* HOW TO COMPLETE THIS TASK
Among the lines below, keep only those from the one containing "Duration::from_secs(self.retention_secs)" through the one containing "if value == 0", and reproduce them exactly.

* ENTRIES PROVIDED
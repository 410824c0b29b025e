use std::{path::Path, time::Duration};

use serde::Deserialize;

use crate::domain::{Error, Money};

/// Ledger policy and tuning. Every field has a default so partial files load.
#[derive(Debug, Clone, PartialEq, Eq, Deserialize)]
#[serde(default, deny_unknown_fields)]
pub struct LedgerConfig {
    pub starting_balance: Money,
    /// Balance at which an account in free play returns to real-money play.
    pub reinstatement_threshold: Money,
    pub free_play_cooldown_secs: u64,
    pub retention_secs: u64,
    pub max_commit_attempts: u32,
    pub initial_backoff_ms: u64,
    pub max_backoff_ms: u64,
    pub store_timeout_ms: u64,
    pub maintenance_interval_secs: u64,
}

impl Default for LedgerConfig {
    fn default() -> Self {
        Self {
            starting_balance: Money::from_major(1000),
            reinstatement_threshold: Money::from_major(100),
            free_play_cooldown_secs: 60 * 60,
            retention_secs: 12 * 60 * 60,
            max_commit_attempts: 5,
            initial_backoff_ms: 10,
            max_backoff_ms: 500,
            store_timeout_ms: 5_000,
            maintenance_interval_secs: 12 * 60 * 60,
        }
    }
}

impl LedgerConfig {
    pub fn from_yaml(contents: &str) -> Result<Self, Error> {
        let config: Self = serde_yaml::from_str(contents)
            .map_err(|e| Error::Config(format!("could not parse config: {}", e)))?;
        config.validate()?;
        Ok(config)
    }

    pub fn load(path: &Path) -> Result<Self, Error> {
        let contents = std::fs::read_to_string(path)?;
        Self::from_yaml(&contents)
    }

    pub fn validate(&self) -> Result<(), Error> {
        if self.starting_balance.is_negative() {
            return Err(Error::Config("starting_balance must not be negative".into()));
        }
        if self.reinstatement_threshold.is_negative() {
            return Err(Error::Config(
                "reinstatement_threshold must not be negative".into(),
            ));
        }
        ensure_nonzero("retention_secs", self.retention_secs)?;
        ensure_nonzero("max_commit_attempts", u64::from(self.max_commit_attempts))?;
        ensure_nonzero("store_timeout_ms", self.store_timeout_ms)?;
        ensure_nonzero("maintenance_interval_secs", self.maintenance_interval_secs)?;
        if self.initial_backoff_ms > self.max_backoff_ms {
            return Err(Error::Config(format!(
                "initial_backoff_ms ({}) exceeds max_backoff_ms ({})",
                self.initial_backoff_ms, self.max_backoff_ms
            )));
        }
        Ok(())
    }

    pub fn free_play_cooldown(&self) -> Duration {
        Duration::from_secs(self.free_play_cooldown_secs)
    }

    pub fn retention(&self) -> Duration {
        Duration::from_secs(self.retention_secs)
    }

    pub fn initial_backoff(&self) -> Duration {
        Duration::from_millis(self.initial_backoff_ms)
    }

    pub fn max_backoff(&self) -> Duration {
        Duration::from_millis(self.max_backoff_ms)
    }

    pub fn store_timeout(&self) -> Duration {
        Duration::from_millis(self.store_timeout_ms)
    }

    pub fn maintenance_interval(&self) -> Duration {
        Duration::from_secs(self.maintenance_interval_secs)
    }
}

fn ensure_nonzero(field: &'static str, value: u64) -> Result<(), Error> {
    if value == 0 {
        return Err(Error::Config(format!("{} must be non-zero", field)));
    }
    Ok(())
}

* SOLUTION TO THIS TASK
        Duration::from_secs(self.retention_secs)
    }

    pub fn initial_backoff(&self) -> Duration {
        Duration::from_millis(self.initial_backoff_ms)
    }

    pub fn max_backoff(&self) -> Duration {
        Duration::from_millis(self.max_backoff_ms)
    }

    pub fn store_timeout(&self) -> Duration {
        Duration::from_millis(self.store_timeout_ms)
    }

    pub fn maintenance_interval(&self) -> Duration {
        Duration::from_secs(self.maintenance_interval_secs)
    }
}

fn ensure_nonzero(field: &'static str, value: u64) -> Result<(), Error> {
    if value == 0 {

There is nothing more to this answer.